Grata sorpresa saber que el autor estuvo en el país invitado por la Fundación Global Democracia y Desarrollo y que, así como sus textos fascinan, deslumbró con su conferencia «Campañas electorales y la teoría lúdica de la comunicación política». Valdría preguntarle si las estrategias usadas en campaña sirven después del triunfo; si la retórica para engatusar ingenuos y complacer a los poderes fácticos, se adecúa a la gobernanza.

Con la mira puesta en las emociones, el discurso del Cambio ha sido redentorista. Un grupo sin mácula logró aceptación para conjurar la maldad, vencer el oprobio de los gobiernos presididos por delincuentes. Iniciado el segundo periodo las imputaciones que el rumor público repite y afectan la pureza del grupo especial, quedan en rincones convenientes y persiste el azuce para que los acusados por fechorías cometidas en el pretérito perfecto simple, reciban su castigo. Las infracciones del presente son desdeñadas por la independencia persecutora, unas convertidas en errores subsanables, otras en disgusto.

Las reformas son el nuevo credo. La población debe concentrarse en un batiburrillo de propuestas para darle vueltas a la noria con omisiones y principios de la patria nueva sacrificados, como el caso que atañe a la composición de los órganos autónomos del estado. La antigua prédica sucumbe, la asepsia desaparece y desde Palacio avalan y proclaman simpatías. Inconcebible actitud en otra época cuando existía oposición y organizaciones de la sociedad civil vigilantes, pugnaces.

En lugar de la declaración de conformidad con la composición de la JCE y de otros órganos, más obsecuentes que autónomos, deberían evitar la farsa y proponer la extensión de las funciones de esas instancias mediante una ley especial.
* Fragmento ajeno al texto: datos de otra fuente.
//! TextSVG Core - Deterministic Text Avatar Compiler
//!
//! # Guarantees
//! 1. Same text, seed and config give byte-identical SVG
//! 2. Validation runs before any rendering, first violation wins
//! 3. No fonts, files, network or environment are consulted
//! 4. Every stage is a pure function; no shared mutable state

pub mod error;
pub mod color;
pub mod seed;
pub mod contrast;
pub mod wrap;
pub mod layout;
pub mod markup;
pub mod config;
pub mod validation;
pub mod hashing;
pub mod pipeline;

pub use error::{RenderError, RenderResult};
pub use color::{parse_color, Color, ColorError, Hsl, Rgb};
pub use seed::{adapt_for_text, color_from_seed};
pub use contrast::{contrast_ratio, pick_text_color, relative_luminance};
pub use wrap::{wrap, LineSet};
pub use layout::{compute_layout, FontPolicy, LayoutParams, LayoutResult, PlacedLine};
pub use markup::{assemble, escape_markup, Appearance};
pub use config::RenderConfig;
pub use validation::{ConfigDraft, RenderInput, ResolvedConfig, Validator};
pub use hashing::{canonical_json, compute_request_hash, sha256_hex};
pub use pipeline::{render, render_asset, render_seeded, RenderPipeline, RenderRequest, RenderedAsset};

pub const ENGINE_VERSION: &str = env!("CARGO_PKG_VERSION");
//! Line wrapper - packs free text into at most `max_lines` lines of at most
//! `max_chars_per_line` characters.
//!
//! Lengths are counted in Unicode scalar values. Whitespace runs collapse to
//! a single space, words are packed greedily, and a word longer than a line
//! is hard-split into fixed-size chunks. Output past `max_lines` is dropped.

use std::ops::Deref;

use serde::Serialize;

/// Ordered lines, top first. Never empty.
#[derive(Debug, Clone, PartialEq, Eq, Serialize)]
#[serde(transparent)]
pub struct LineSet(Vec<String>);

impl LineSet {
    pub fn into_vec(self) -> Vec<String> {
        self.0
    }

    /// Drop the last line unless only one remains. Returns whether a line was dropped.
    pub fn drop_last(&mut self) -> bool {
        if self.0.len() > 1 {
            self.0.pop();
            true
        } else {
            false
        }
    }
}

impl Deref for LineSet {
    type Target = [String];

    fn deref(&self) -> &[String] {
        &self.0
    }
}

impl PartialEq<[&str]> for LineSet {
    fn eq(&self, other: &[&str]) -> bool {
        self.0.iter().map(String::as_str).eq(other.iter().copied())
    }
}

impl<const N: usize> PartialEq<[&str; N]> for LineSet {
    fn eq(&self, other: &[&str; N]) -> bool {
        self == &other[..]
    }
}

struct Packer {
    lines: Vec<String>,
    current: String,
    max_lines: usize,
}

impl Packer {
    fn flush(&mut self) {
        if !self.current.is_empty() {
            self.lines.push(std::mem::take(&mut self.current));
        }
    }

    fn full(&self) -> bool {
        self.lines.len() >= self.max_lines
    }
}

/// Wrap `text` into a [`LineSet`]. Empty or whitespace-only text yields a
/// single empty line; zero limits are treated as one.
pub fn wrap(text: &str, max_lines: usize, max_chars_per_line: usize) -> LineSet {
    let max_lines = max_lines.max(1);
    let width = max_chars_per_line.max(1);
    let mut packer = Packer {
        lines: Vec::new(),
        current: String::new(),
        max_lines,
    };

    for word in text.split_whitespace() {
        let word_len = word.chars().count();

        if word_len > width {
            packer.flush();
            let chars: Vec<char> = word.chars().collect();
            for chunk in chars.chunks(width) {
                packer.lines.push(chunk.iter().collect());
                if packer.full() {
                    packer.lines.truncate(max_lines);
                    return LineSet(packer.lines);
                }
            }
            continue;
        }

        let current_len = packer.current.chars().count();
        if packer.current.is_empty() {
            packer.current.push_str(word);
        } else if current_len + 1 + word_len <= width {
            packer.current.push(' ');
            packer.current.push_str(word);
        } else {
            packer.flush();
            packer.current.push_str(word);
            if packer.full() {
                packer.lines.truncate(max_lines);
                return LineSet(packer.lines);
            }
        }
    }

    packer.flush();
    packer.lines.truncate(max_lines);
    if packer.lines.is_empty() {
        packer.lines.push(String::new());
    }
    LineSet(packer.lines)
}
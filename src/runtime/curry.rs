use crate::runtime::{
    coerce::coerce_all,
    error::CuminError,
    extract::extract,
    handler::{Handler, IntoHandler},
    introspect::introspect,
    invoke::call,
    json::decode_args,
    naming::function_name,
    types::Signature,
    value::Value,
};

/// Adapts `args` to `handler`'s parameters, calls it, and normalizes the
/// results.
///
/// The one-shot form of [`Curry::invoke`]: the signature and name are derived
/// on every call.
pub fn cumin(handler: &Handler, args: &[Value]) -> Result<Vec<Value>, CuminError> {
    let signature = introspect(handler)?;
    run(handler, signature, || function_name(handler), args)
}

fn run(
    handler: &Handler,
    signature: &Signature,
    name: impl FnOnce() -> String,
    args: &[Value],
) -> Result<Vec<Value>, CuminError> {
    if args.len() != signature.arity() {
        let name = name();
        tracing::debug!(%name, expected = signature.arity(), got = args.len(), "arity mismatch");
        return Err(CuminError::ArityMismatch {
            expected: signature.arity(),
            name,
            signature: signature.to_string(),
            got: args.len(),
        });
    }

    let coerced = coerce_all(args, signature)?;
    let raw = call(handler, coerced)?;
    extract(raw, signature.returns())
}

/// A callable bound to its cached name and signature for repeated use.
///
/// Read-only after construction; `Clone`, `Send`, and `Sync`, so one wrapper
/// can serve any number of concurrent callers.
#[derive(Debug, Clone)]
pub struct Curry {
    name: String,
    signature: Signature,
    handler: Handler,
}

impl Curry {
    pub fn new(handler: Handler) -> Result<Self, CuminError> {
        let signature = introspect(&handler)?.clone();
        let name = function_name(&handler);
        tracing::debug!(%name, %signature, "curried");
        Ok(Self {
            name,
            signature,
            handler,
        })
    }

    pub fn from_fn<F, Args>(func: F) -> Result<Self, CuminError>
    where
        F: IntoHandler<Args>,
    {
        Self::new(Handler::new(func))
    }

    pub fn name(&self) -> &str {
        &self.name
    }

    pub fn signature(&self) -> &Signature {
        &self.signature
    }

    pub fn arity(&self) -> usize {
        self.signature.arity()
    }

    pub fn handler(&self) -> &Handler {
        &self.handler
    }

    /// Invokes the wrapped callable with `args`.
    ///
    /// Returns the declared results minus a successful trailing error slot,
    /// or exactly one error.
    pub fn invoke(&self, args: &[Value]) -> Result<Vec<Value>, CuminError> {
        run(&self.handler, &self.signature, || self.name.clone(), args)
    }

    /// Decodes `text` as a JSON argument array and invokes with it.
    pub fn invoke_json(&self, text: &str) -> Result<Vec<Value>, CuminError> {
        let args = decode_args(text)?;
        self.invoke(&args)
    }

    /// Invokes once per argument set; results keep the input order.
    #[cfg(feature = "parallel")]
    pub fn invoke_batch(&self, batch: &[Vec<Value>]) -> Vec<Result<Vec<Value>, CuminError>> {
        use rayon::prelude::*;

        batch.par_iter().map(|args| self.invoke(args)).collect()
    }

    /// Invokes once per argument set; results keep the input order.
    #[cfg(not(feature = "parallel"))]
    pub fn invoke_batch(&self, batch: &[Vec<Value>]) -> Vec<Result<Vec<Value>, CuminError>> {
        batch.iter().map(|args| self.invoke(args)).collect()
    }
}
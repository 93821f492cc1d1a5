//! Per-argument coercion of loosely-typed values to declared parameter types.
//!
//! The ladder, first applicable step wins:
//!
//! 1. exact match: the value's runtime type is the target type
//! 2. custom conversion: the target carries a converter, which alone decides
//! 3. integral-float collapse: `3.0` becomes `3` for integer targets
//! 4. general convertibility: same representation under another name,
//!    lossless numeric conversions, anything to `Value`
//! 5. failure
//!
//! Every value produced here conforms to its target descriptor.

use crate::runtime::{
    error::CuminError,
    types::{FloatKind, Kind, Signature, TypeDescriptor},
    value::Value,
};

/// Largest magnitude up to which every integer is exactly representable as
/// an `f64` (2^53).
const F64_EXACT_INT: i64 = 1 << 53;
/// Same bound for `f32` (2^24).
const F32_EXACT_INT: i64 = 1 << 24;

/// Coerces every argument to the matching parameter of `signature`.
///
/// Stops at the first argument that cannot be adapted. The caller guarantees
/// `args.len() == signature.arity()`.
pub fn coerce_all(args: &[Value], signature: &Signature) -> Result<Vec<Value>, CuminError> {
    args.iter()
        .zip(signature.params())
        .enumerate()
        .map(|(index, (value, target))| coerce(value, target, index, signature))
        .collect()
}

/// Adapts one value to `target`, or reports why it cannot.
pub fn coerce(
    value: &Value,
    target: &TypeDescriptor,
    index: usize,
    signature: &Signature,
) -> Result<Value, CuminError> {
    if value.descriptor() == *target {
        return Ok(value.clone());
    }

    if let Some(convert) = target.converter() {
        return match convert(value) {
            Ok(converted) if target.conforms(&converted) => {
                tracing::trace!(index, target = target.name(), "custom conversion");
                Ok(converted)
            }
            Ok(converted) => {
                tracing::debug!(
                    index,
                    target = target.name(),
                    produced = converted.type_name(),
                    "custom converter produced a non-conforming value"
                );
                Err(type_mismatch(value, target, index, signature))
            }
            Err(reason) => {
                tracing::debug!(
                    index,
                    target = target.name(),
                    %reason,
                    "custom converter rejected value"
                );
                Err(type_mismatch(value, target, index, signature))
            }
        };
    }

    if let Some(collapsed) = collapse_integral_float(value, target) {
        tracing::trace!(index, target = target.name(), "collapsed integral float");
        return Ok(collapsed);
    }

    if let Some(converted) = convert_native(value, target) {
        tracing::trace!(index, from = value.type_name(), target = target.name(), "converted");
        return Ok(converted);
    }

    Err(type_mismatch(value, target, index, signature))
}

fn type_mismatch(
    value: &Value,
    target: &TypeDescriptor,
    index: usize,
    signature: &Signature,
) -> CuminError {
    tracing::debug!(index, expected = target.name(), actual = value.type_name(), "type mismatch");
    CuminError::TypeMismatch {
        index,
        expected: target.name().to_string(),
        actual: value.type_name().to_string(),
        signature: signature.to_string(),
    }
}

/// `Float` with no fractional part to an integer target it fits in.
fn collapse_integral_float(value: &Value, target: &TypeDescriptor) -> Option<Value> {
    let (Value::Float(f), Kind::Int(int)) = (value, target.kind()) else {
        return None;
    };
    if !f.is_finite() || f.fract() != 0.0 {
        return None;
    }
    // Saturates for huge magnitudes, which the range check then rejects.
    let wide = *f as i128;
    let (min, max) = int.range();
    if wide < i128::from(min) || wide > i128::from(max) {
        return None;
    }
    i64::try_from(wide).ok().map(Value::Int)
}

/// Conversions that cannot lose information, plus anything into `Value`.
///
/// A value that already has the target's representation converts as is, so
/// named types over a shared representation (`Meters` over `f64`) accept it.
fn convert_native(value: &Value, target: &TypeDescriptor) -> Option<Value> {
    match (value, target.kind()) {
        (_, Kind::Dynamic) => Some(value.clone()),
        _ if target.conforms(value) => Some(value.clone()),
        (Value::Int(v), Kind::Float(FloatKind::F64))
            if v.unsigned_abs() <= F64_EXACT_INT as u64 =>
        {
            Some(Value::Float(*v as f64))
        }
        (Value::Int(v), Kind::Float(FloatKind::F32))
            if v.unsigned_abs() <= F32_EXACT_INT as u64 =>
        {
            Some(Value::Float(*v as f64))
        }
        _ => None,
    }
}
En este momento de sumisión del primer poder del estado será asunto de valentía exponerse al interrogatorio, en ocasiones humillante, de la Comisión del Senado encargada de evaluar a los aspirantes a miembros de la JCE. Sin la aprobación del mandamás, la sustitución será imposible, indicios sobran. La lisonja para los integrantes de los órganos autónomos es constante y no perciben que daña en lugar de beneficiar. Tanto piropo inoportuno afecta la autonomía, compromete demasiado la credibilidad y el buen desempeño en el trabajo. Para entender el quiebre en la narrativa originaria que pretendía desvincular la voluntad presidencial de la composición de los órganos autónomos, sin obviar el sainete penoso con la Cámara de Cuentas del Cambio, procede citar a Javier del Rey Morató: “la verdad es lo que es útil en cada momento en relación con el fin que se persigue”.